Meta delayed its Avocado AI model to May 2026 after failing internal benchmarks
The system lags behind OpenAI, Google, and Anthropic in reasoning and coding
Chief AI Officer Alexandr Wang is leading a shift toward proprietary, paid models
Meta Platforms has delayed the release of its next foundational AI model, code-named Avocado, pushing its expected launch to at least May after internal tests showed the system lagging behind rival models on key capabilities such as reasoning, coding and writing tasks, The New York Times reported.
The delay complicates what was expected to be a breakthrough year for the company’s AI push and tempers expectations that Meta would soon match the performance of leading large language models from competitors such as Google, OpenAI and Anthropic.

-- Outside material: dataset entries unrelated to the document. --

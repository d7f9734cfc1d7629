//! FictionBook 2 loading.
//!
//! The whole file is parsed into a tree first, so a malformed document fails
//! before any HTML is produced. Metadata comes from
//! `description/title-info` and `description/document-info`; the first
//! `<body>` is converted to HTML with embedded images inlined as data URIs.

mod render;
mod tree;

pub use render::{HtmlRenderer, ImageCache};
pub use tree::{XmlElement, XmlNode, parse_document};

use crate::error::{ReaderError, Result};
use once_cell::sync::Lazy;
use quick_xml::escape::partial_escape;
use regex::bytes::Regex;
use serde::Serialize;
use std::collections::BTreeSet;
use std::fs;
use std::path::Path;
use tracing::{debug, error, info, warn};

pub const FB2_NAMESPACE: &str = "http://www.gribuser.ru/xml/fictionbook/2.0";
pub const UNKNOWN_TITLE: &str = "Unknown Title";
pub const UNKNOWN_LANGUAGE: &str = "Unknown Language";

static RE_DECLARED_ENCODING: Lazy<Regex> =
    Lazy::new(|| Regex::new(r#"^\s*<\?xml[^>]*?encoding\s*=\s*["']([A-Za-z0-9._:-]+)["']"#).unwrap());

#[derive(Debug, Clone, Default, PartialEq, Eq, Serialize)]
pub struct Fb2Author {
    pub first_name: String,
    pub middle_name: String,
    pub last_name: String,
    pub nickname: String,
}

#[derive(Debug, Clone, PartialEq, Eq, Serialize)]
pub struct Fb2Metadata {
    pub genres: BTreeSet<String>,
    pub book_title: String,
    pub lang: String,
    pub version: String,
    pub date: String,
}

#[derive(Debug, Clone, PartialEq, Eq, Serialize)]
pub struct Fb2Document {
    pub metadata: Fb2Metadata,
    pub authors: Vec<Fb2Author>,
    pub content: String,
}

pub fn parse_fb2(path: &Path) -> Result<Fb2Document> {
    info!(path = %path.display(), "Loading FB2 content");
    let bytes = fs::read(path).map_err(|err| ReaderError::io(path, err))?;
    let document = parse_fb2_bytes(&bytes).inspect_err(|err| {
        error!(path = %path.display(), "FB2 parse failed: {err}");
    })?;
    info!(
        authors = document.authors.len(),
        total_chars = document.content.len(),
        "Finished loading FB2 content"
    );
    Ok(document)
}

/// Parse an in-memory FB2 document.
pub fn parse_fb2_bytes(bytes: &[u8]) -> Result<Fb2Document> {
    let xml = decode_document(bytes);
    let root = parse_document(&xml).map_err(ReaderError::Fb2Parse)?;

    if root.name != "FictionBook" {
        warn!(root = %root.name, "Unexpected FB2 root element");
    }
    if !has_default_namespace(&root) {
        warn!("FB2 document does not declare the FictionBook namespace");
    }

    let description = root.child("description");
    let title_info = description.and_then(|d| d.child("title-info"));
    let document_info = description.and_then(|d| d.child("document-info"));

    let metadata = Fb2Metadata {
        genres: title_info
            .map(|info| {
                info.children_named("genre")
                    .filter_map(|genre| genre.text())
                    .map(str::trim)
                    .filter(|genre| !genre.is_empty())
                    .map(str::to_string)
                    .collect()
            })
            .unwrap_or_default(),
        book_title: child_text(title_info, "book-title", UNKNOWN_TITLE),
        lang: child_text(title_info, "lang", UNKNOWN_LANGUAGE),
        version: child_text(document_info, "version", ""),
        date: child_text(document_info, "date", ""),
    };

    let authors = title_info
        .map(|info| {
            info.children_named("author")
                .map(|author| Fb2Author {
                    first_name: child_text(Some(author), "first-name", ""),
                    middle_name: child_text(Some(author), "middle-name", ""),
                    last_name: child_text(Some(author), "last-name", ""),
                    nickname: child_text(Some(author), "nickname", ""),
                })
                .collect()
        })
        .unwrap_or_default();

    let mut images = ImageCache::new();
    let content = root
        .child("body")
        .map(|body| render_body(&root, body, &mut images))
        .unwrap_or_default();
    if !images.is_empty() {
        debug!(
            images = images.len(),
            decodes = images.decode_count(),
            "Inlined FB2 images"
        );
    }

    Ok(Fb2Document {
        metadata,
        authors,
        content,
    })
}

fn has_default_namespace(root: &XmlElement) -> bool {
    root.attributes
        .iter()
        .any(|(key, value)| key == "xmlns" && value == FB2_NAMESPACE)
}

/// Trimmed text of the first `name` child, or `default` when absent or blank.
fn child_text(parent: Option<&XmlElement>, name: &str, default: &str) -> String {
    parent
        .and_then(|p| p.child(name))
        .and_then(XmlElement::text)
        .map(str::trim)
        .filter(|text| !text.is_empty())
        .unwrap_or(default)
        .to_string()
}

/// Convert a `<body>`. Loose text before the first child and text trailing a
/// top-level child each become their own paragraph.
fn render_body(root: &XmlElement, body: &XmlElement, images: &mut ImageCache) -> String {
    let mut out = String::new();
    let mut renderer = HtmlRenderer::new(root, images);
    for child in &body.children {
        match child {
            XmlNode::Element(element) => renderer.render(element, &mut out),
            XmlNode::Text(text) => {
                let text = text.trim();
                if !text.is_empty() {
                    out.push_str("<p>");
                    out.push_str(&partial_escape(text));
                    out.push_str("</p>");
                }
            }
        }
    }
    out
}

/// Transcode to UTF-8 using the BOM or the encoding named in the XML
/// declaration. FB2 files in the wild are often windows-1251.
fn decode_document(bytes: &[u8]) -> String {
    let declared = RE_DECLARED_ENCODING
        .captures(bytes)
        .and_then(|caps| caps.get(1))
        .and_then(|label| encoding_rs::Encoding::for_label(label.as_bytes()))
        .unwrap_or(encoding_rs::UTF_8);
    let (text, used, had_errors) = declared.decode(bytes);
    if had_errors {
        warn!(encoding = used.name(), "FB2 text contained undecodable bytes");
    }
    text.into_owned()
}
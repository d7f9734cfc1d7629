//! FB2 body markup to HTML.

use super::tree::{XmlElement, XmlNode};
use base64::Engine;
use base64::engine::general_purpose::STANDARD;
use quick_xml::escape::{escape, partial_escape};
use std::collections::HashMap;
use tracing::{debug, warn};

const DEFAULT_IMAGE_TYPE: &str = "image/jpeg";

/// Decoded `<binary>` images for one document, keyed by binary id.
///
/// Each parse owns its own cache; nothing is shared between documents.
#[derive(Debug, Default)]
pub struct ImageCache {
    data_uris: HashMap<String, String>,
    decodes: usize,
}

impl ImageCache {
    pub fn new() -> Self {
        Self::default()
    }

    pub fn get(&self, id: &str) -> Option<&str> {
        self.data_uris.get(id).map(String::as_str)
    }

    pub fn len(&self) -> usize {
        self.data_uris.len()
    }

    pub fn is_empty(&self) -> bool {
        self.data_uris.is_empty()
    }

    /// Number of base64 payloads decoded so far.
    pub fn decode_count(&self) -> usize {
        self.decodes
    }
}

/// The tags the converter understands. Everything else is `Other`.
#[derive(Debug, Clone, Copy, PartialEq, Eq)]
enum NodeKind {
    Paragraph,
    Emphasis,
    Strong,
    EmptyLine,
    Section,
    Image,
    Other,
}

impl NodeKind {
    fn of(element: &XmlElement) -> Self {
        match element.name.as_str() {
            "p" => Self::Paragraph,
            "em" => Self::Emphasis,
            "strong" => Self::Strong,
            "empty-line" => Self::EmptyLine,
            "section" => Self::Section,
            "image" => Self::Image,
            _ => Self::Other,
        }
    }
}

/// Converts body elements, resolving images against `document`.
pub struct HtmlRenderer<'doc, 'cache> {
    document: &'doc XmlElement,
    images: &'cache mut ImageCache,
}

impl<'doc, 'cache> HtmlRenderer<'doc, 'cache> {
    pub fn new(document: &'doc XmlElement, images: &'cache mut ImageCache) -> Self {
        Self { document, images }
    }

    pub fn render(&mut self, node: &XmlElement, out: &mut String) {
        match NodeKind::of(node) {
            NodeKind::Paragraph => self.wrap("p", node, out),
            NodeKind::Emphasis => self.wrap("em", node, out),
            NodeKind::Strong => self.wrap("strong", node, out),
            NodeKind::EmptyLine => out.push_str("<br>"),
            NodeKind::Section => self.section(node, out),
            NodeKind::Image => self.image(node, out),
            NodeKind::Other => {
                if let Some(text) = node.text() {
                    out.push_str(&partial_escape(text));
                }
            }
        }
    }

    fn wrap(&mut self, tag: &str, node: &XmlElement, out: &mut String) {
        out.push('<');
        out.push_str(tag);
        out.push('>');
        self.mixed_content(node, out);
        out.push_str("</");
        out.push_str(tag);
        out.push('>');
    }

    fn mixed_content(&mut self, node: &XmlElement, out: &mut String) {
        for child in &node.children {
            match child {
                XmlNode::Text(text) => out.push_str(&partial_escape(text)),
                XmlNode::Element(element) => self.render(element, out),
            }
        }
    }

    fn section(&mut self, node: &XmlElement, out: &mut String) {
        out.push_str("<div>");
        if let Some(title) = node.child("title") {
            out.push_str("<h3>");
            let mut paragraphs = title.children_named("p").peekable();
            if paragraphs.peek().is_some() {
                for paragraph in paragraphs {
                    self.render(paragraph, out);
                }
            } else if let Some(text) = title.text() {
                out.push_str(&partial_escape(text));
            }
            out.push_str("</h3>");
        }

        // The section's own leading text is not content; tails are.
        let mut seen_element = false;
        for child in &node.children {
            match child {
                XmlNode::Element(element) => {
                    seen_element = true;
                    if element.name != "title" {
                        self.render(element, out);
                    }
                }
                XmlNode::Text(text) if seen_element => out.push_str(&partial_escape(text)),
                XmlNode::Text(_) => {}
            }
        }
        out.push_str("</div>");
    }

    fn image(&mut self, node: &XmlElement, out: &mut String) {
        let Some(id) = node.attr("href").and_then(|href| href.strip_prefix('#')) else {
            debug!("Skipping image without a local reference");
            return;
        };
        match self.data_uri(id) {
            Ok(uri) => {
                out.push_str("<img src=\"");
                out.push_str(&uri);
                out.push_str("\" alt=\"Image ");
                out.push_str(&escape(id));
                out.push_str("\" style=\"max-width:100%; height:auto;\"/>");
            }
            Err(placeholder) => out.push_str(&placeholder),
        }
    }

    /// Data URI for a binary id, decoding it on first use. The error is the
    /// placeholder to show instead of the image.
    fn data_uri(&mut self, id: &str) -> Result<String, String> {
        if let Some(uri) = self.images.get(id) {
            return Ok(uri.to_string());
        }

        let binary = self
            .document
            .find(|e| e.name == "binary" && e.attr("id") == Some(id));
        let Some(binary) = binary else {
            warn!(image = id, "Referenced FB2 image not found");
            return Err(format!("[Image {} not found]", escape(id)));
        };
        let payload: String = binary
            .text()
            .unwrap_or_default()
            .chars()
            .filter(|c| !c.is_ascii_whitespace())
            .collect();
        if payload.is_empty() {
            warn!(image = id, "Referenced FB2 image has no payload");
            return Err(format!("[Image {} not found]", escape(id)));
        }

        let content_type = binary.attr("content-type").unwrap_or(DEFAULT_IMAGE_TYPE);
        self.images.decodes += 1;
        match STANDARD.decode(payload.as_bytes()) {
            Ok(bytes) => {
                let uri = format!(
                    "data:{};base64,{}",
                    escape(content_type),
                    STANDARD.encode(&bytes)
                );
                debug!(image = id, bytes = bytes.len(), "Decoded FB2 image");
                self.images.data_uris.insert(id.to_string(), uri.clone());
                Ok(uri)
            }
            Err(err) => {
                warn!(image = id, "Error decoding base64 image: {err}");
                Err(format!("[Image {} load error]", escape(id)))
            }
        }
    }
}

Avocado’s Performance Issues
Internal evaluations reportedly found that Avocado performs better than Meta’s earlier model, Llama 4, but still trails the most recent systems released by rival AI developers.
The performance gap has led executives to consider interim measures, including the possibility of licensing an external AI model to power some products while development of Avocado continues.
The setback comes amid a broader restructuring of Meta’s AI strategy. Following the underwhelming reception of Llama 4, the company invested $14.3 billion in Scale AI and elevated its founder Alexandr Wang to help lead the company’s AI initiatives.
Meta’s TBD Lab
A new internal group known as TBD Lab has been tasked with developing several next-generation models, including Avocado as well as an image- and video-focused model called Mango. The team is also planning a larger follow-up model known internally as Watermelon. However, the effort has reportedly faced internal turnover and strategic disagreements with senior executives such as Chris Cox and Andrew Bosworth over priorities and monetisation strategy.
The situation highlights how even companies with vast financial and computing resources struggle to quickly match the performance of cutting-edge AI systems. Achieving strong performance across multiple skills, including reasoning, coding and natural language generation, remains technically challenging.
The delay also reflects Meta’s ongoing debate over whether its future models should be open source or more tightly controlled. While earlier Llama models were widely released to the developer community, the company is reportedly leaning toward more controlled releases to better manage safety and commercial considerations.